**ASSIGNED TASK**.
Go through the records below and tally the lines that include "PropertyStore". Answer with the number only.

»»

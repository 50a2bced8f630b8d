//! TOML Config File Repository
//!
//! Implements the ConfigFileRepository port on the local file system.
//!
//! Writers take an exclusive advisory lock on a sibling `<file>.lock` and
//! replace the file atomically (temp file in the same directory, then
//! rename), so a concurrent reader sees either the old or the new content.

use std::fs;
use std::io::{ErrorKind, Write};
use std::path::{Path, PathBuf};

use fs2::FileExt;
use tempfile::NamedTempFile;
use tracing::{debug, warn};

use crate::domain::entities::PropertyStore;
use crate::domain::ports::{ConfigFileRepository, ConfigStoreError, ConfigStoreResult};
use crate::domain::value_objects::ContentHash;
use crate::error::PropertyError;

/// TOML-based configuration repository
#[derive(Debug, Clone, Copy, Default)]
pub struct TomlConfigRepository;

impl TomlConfigRepository {
    pub fn new() -> Self {
        Self
    }

    /// `deploy.toml` → `deploy.toml.lock`
    pub fn lock_path(path: &Path) -> PathBuf {
        let mut name = path
            .file_name()
            .map(|n| n.to_os_string())
            .unwrap_or_else(|| "config".into());
        name.push(".lock");
        path.with_file_name(name)
    }

    fn with_exclusive_lock<T>(
        &self,
        path: &Path,
        f: impl FnOnce() -> ConfigStoreResult<T>,
    ) -> ConfigStoreResult<T> {
        let lock_path = Self::lock_path(path);
        if let Some(parent) = lock_path.parent() {
            create_parent(parent, path)?;
        }

        let lock_file = fs::File::create(&lock_path).map_err(|source| ConfigStoreError::Lock {
            path: lock_path.clone(),
            source,
        })?;
        lock_file
            .lock_exclusive()
            .map_err(|source| ConfigStoreError::Lock {
                path: lock_path.clone(),
                source,
            })?;
        debug!(lock = %lock_path.display(), "acquired config lock");

        let result = f();

        if let Err(e) = lock_file.unlock() {
            warn!(lock = %lock_path.display(), error = %e, "failed to release config lock");
        }
        result
    }

    fn read_bytes(&self, path: &Path) -> ConfigStoreResult<Vec<u8>> {
        match fs::read(path) {
            Ok(bytes) => Ok(bytes),
            Err(e) if e.kind() == ErrorKind::NotFound => Ok(Vec::new()),
            Err(source) => Err(ConfigStoreError::Io {
                path: path.to_path_buf(),
                source,
            }),
        }
    }

    fn load_unlocked(&self, path: &Path) -> ConfigStoreResult<PropertyStore> {
        let bytes = self.read_bytes(path)?;
        let content = String::from_utf8(bytes).map_err(|e| ConfigStoreError::Corrupted {
            path: path.to_path_buf(),
            source: PropertyError::InvalidFormat {
                message: format!("file is not valid UTF-8: {e}"),
            },
        })?;
        PropertyStore::from_toml_str(&content).map_err(|source| ConfigStoreError::Corrupted {
            path: path.to_path_buf(),
            source,
        })
    }

    fn store_unlocked(&self, path: &Path, store: &PropertyStore) -> ConfigStoreResult<()> {
        let content = store
            .to_toml_string()
            .map_err(|source| ConfigStoreError::Serialization {
                path: path.to_path_buf(),
                source,
            })?;
        write_atomic(path, content.as_bytes())?;
        debug!(path = %path.display(), keys = store.len(), "stored config");
        Ok(())
    }
}

impl ConfigFileRepository for TomlConfigRepository {
    fn load(&self, path: &Path) -> ConfigStoreResult<PropertyStore> {
        self.load_unlocked(path)
    }

    fn store(&self, path: &Path, store: &PropertyStore) -> ConfigStoreResult<()> {
        self.with_exclusive_lock(path, || self.store_unlocked(path, store))
    }

    fn fingerprint(&self, path: &Path) -> ConfigStoreResult<ContentHash> {
        Ok(ContentHash::from_bytes(&self.read_bytes(path)?))
    }

    fn store_if_unchanged(
        &self,
        path: &Path,
        store: &PropertyStore,
        expected: &ContentHash,
    ) -> ConfigStoreResult<ContentHash> {
        self.with_exclusive_lock(path, || {
            let found = self.fingerprint(path)?;
            if &found != expected {
                return Err(ConfigStoreError::ConcurrentModification {
                    path: path.to_path_buf(),
                    expected: expected.clone(),
                    found,
                });
            }
            self.store_unlocked(path, store)?;
            self.fingerprint(path)
        })
    }

    fn update(
        &self,
        path: &Path,
        apply: &mut dyn FnMut(&mut PropertyStore),
    ) -> ConfigStoreResult<()> {
        self.with_exclusive_lock(path, || {
            let mut store = self.load_unlocked(path)?;
            apply(&mut store);
            self.store_unlocked(path, &store)
        })
    }
}

fn parent_dir(path: &Path) -> &Path {
    match path.parent() {
        Some(parent) if !parent.as_os_str().is_empty() => parent,
        _ => Path::new("."),
    }
}

fn create_parent(dir: &Path, file: &Path) -> ConfigStoreResult<()> {
    if dir.as_os_str().is_empty() {
        return Ok(());
    }
    fs::create_dir_all(dir).map_err(|source| ConfigStoreError::Io {
        path: file.to_path_buf(),
        source,
    })
}

/// Write via temp file + rename in the target directory.
fn write_atomic(path: &Path, content: &[u8]) -> ConfigStoreResult<()> {
    let io_err = |source| ConfigStoreError::Io {
        path: path.to_path_buf(),
        source,
    };

    let dir = parent_dir(path);
    create_parent(dir, path)?;

    let mut tmp = NamedTempFile::new_in(dir).map_err(io_err)?;
    tmp.write_all(content).map_err(io_err)?;
    tmp.as_file().sync_all().map_err(io_err)?;
    tmp.persist(path).map_err(|e| io_err(e.error))?;
    Ok(())
}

««

**ANSWER TO THIS TASK**.
8